Consider the following GRE math problem:
“At 10:00 AM train A left the station and an hour later train B left the same station on a parallel track. If train A traveled at a constant speed of 60 miles per hour and train B at 80 miles per hour, then at what time did train B pass train A?”
Monet’s “The Arival of the Train” at the Gare St. Lazare in Paris.
The first step to solving this problem is understanding what the question is really asking. What is this question asking? Well, “at what time did train B pass train A.” Yes, but what does that mean? When will train B pass train A? When they have traveled the same distance.

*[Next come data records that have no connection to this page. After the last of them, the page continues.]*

#![allow(dead_code)]

use lopdf::{Dictionary, Document, Object, Stream};
use pdf_forms::*;

/// Build a document with `num_pages` empty Letter pages
pub fn create_test_pdf(num_pages: usize) -> Document {
    create_test_pdf_sized(num_pages, 612, 792)
}

pub fn create_test_pdf_sized(num_pages: usize, width: i64, height: i64) -> Document {
    let mut doc = Document::with_version("1.7");

    // Create page tree root ID
    let pages_id = doc.new_object_id();

    let mut kids = Vec::new();
    for _ in 0..num_pages {
        let content_id = doc.add_object(Stream::new(
            Dictionary::new(),
            b"0 0 1 rg 10 10 50 50 re f".to_vec(),
        ));

        let page_id = doc.add_object(Dictionary::from_iter(vec![
            ("Type", Object::Name(b"Page".to_vec())),
            ("Parent", Object::Reference(pages_id)),
            (
                "MediaBox",
                Object::Array(vec![
                    Object::Integer(0),
                    Object::Integer(0),
                    Object::Integer(width),
                    Object::Integer(height),
                ]),
            ),
            ("Resources", Object::Dictionary(Dictionary::new())),
            ("Contents", Object::Reference(content_id)),
        ]));
        kids.push(Object::Reference(page_id));
    }

    let pages_dict = Dictionary::from_iter(vec![
        ("Type", Object::Name(b"Pages".to_vec())),
        ("Kids", Object::Array(kids)),
        ("Count", Object::Integer(num_pages as i64)),
    ]);
    doc.objects.insert(pages_id, Object::Dictionary(pages_dict));

    let catalog_id = doc.add_object(Dictionary::from_iter(vec![
        ("Type", Object::Name(b"Catalog".to_vec())),
        ("Pages", Object::Reference(pages_id)),
    ]));

    doc.trailer.set("Root", catalog_id);

    doc
}

pub fn pdf_bytes(doc: &mut Document) -> Vec<u8> {
    let mut bytes = Vec::new();
    doc.save_to(&mut bytes).unwrap();
    bytes
}

/// A one-page template with a name field, a notes box and a checkbox
pub fn sample_template() -> Template {
    Template::new(vec![Page::new(vec![
        FieldDescriptor::new("name", FieldKind::Text, Rect::new(100.0, 100.0, 150.0, 30.0))
            .required(),
        FieldDescriptor::new(
            "notes",
            FieldKind::MultilineText,
            Rect::new(100.0, 200.0, 300.0, 60.0),
        )
        .with_font_size(10.0),
        FieldDescriptor::new("agree", FieldKind::Boolean, Rect::new(100.0, 300.0, 20.0, 20.0)),
    ])])
}

pub fn sample_record() -> DataRecord {
    DataRecord::from_iter([
        ("name", FieldValue::from("Ada Lovelace")),
        ("notes", FieldValue::from("first line\nsecond line")),
        ("agree", FieldValue::from(true)),
    ])
}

This is key to understanding how to solve the problem. We are going to need to know how to use the information we have been given, the speeds of the trains and the times at which they left the station, to calculate the distance they have traveled. As you know, the distance formula is usually written as:
speed = distance/time
If we want to find distance, we rearrange this familiar equation like this:
distance = speed(time)
So, if we want to calculate train A’s distance after a given length of time, we would multiply train A’s speed times the length of time it has been traveling. We know train A’s speed is 60 mph, so if we let the variable t represent the number of hours it has been since 10:00, we could write this as:
If you like the Monet painting, consider visiting the Musee d’Orsay. It’s full of them.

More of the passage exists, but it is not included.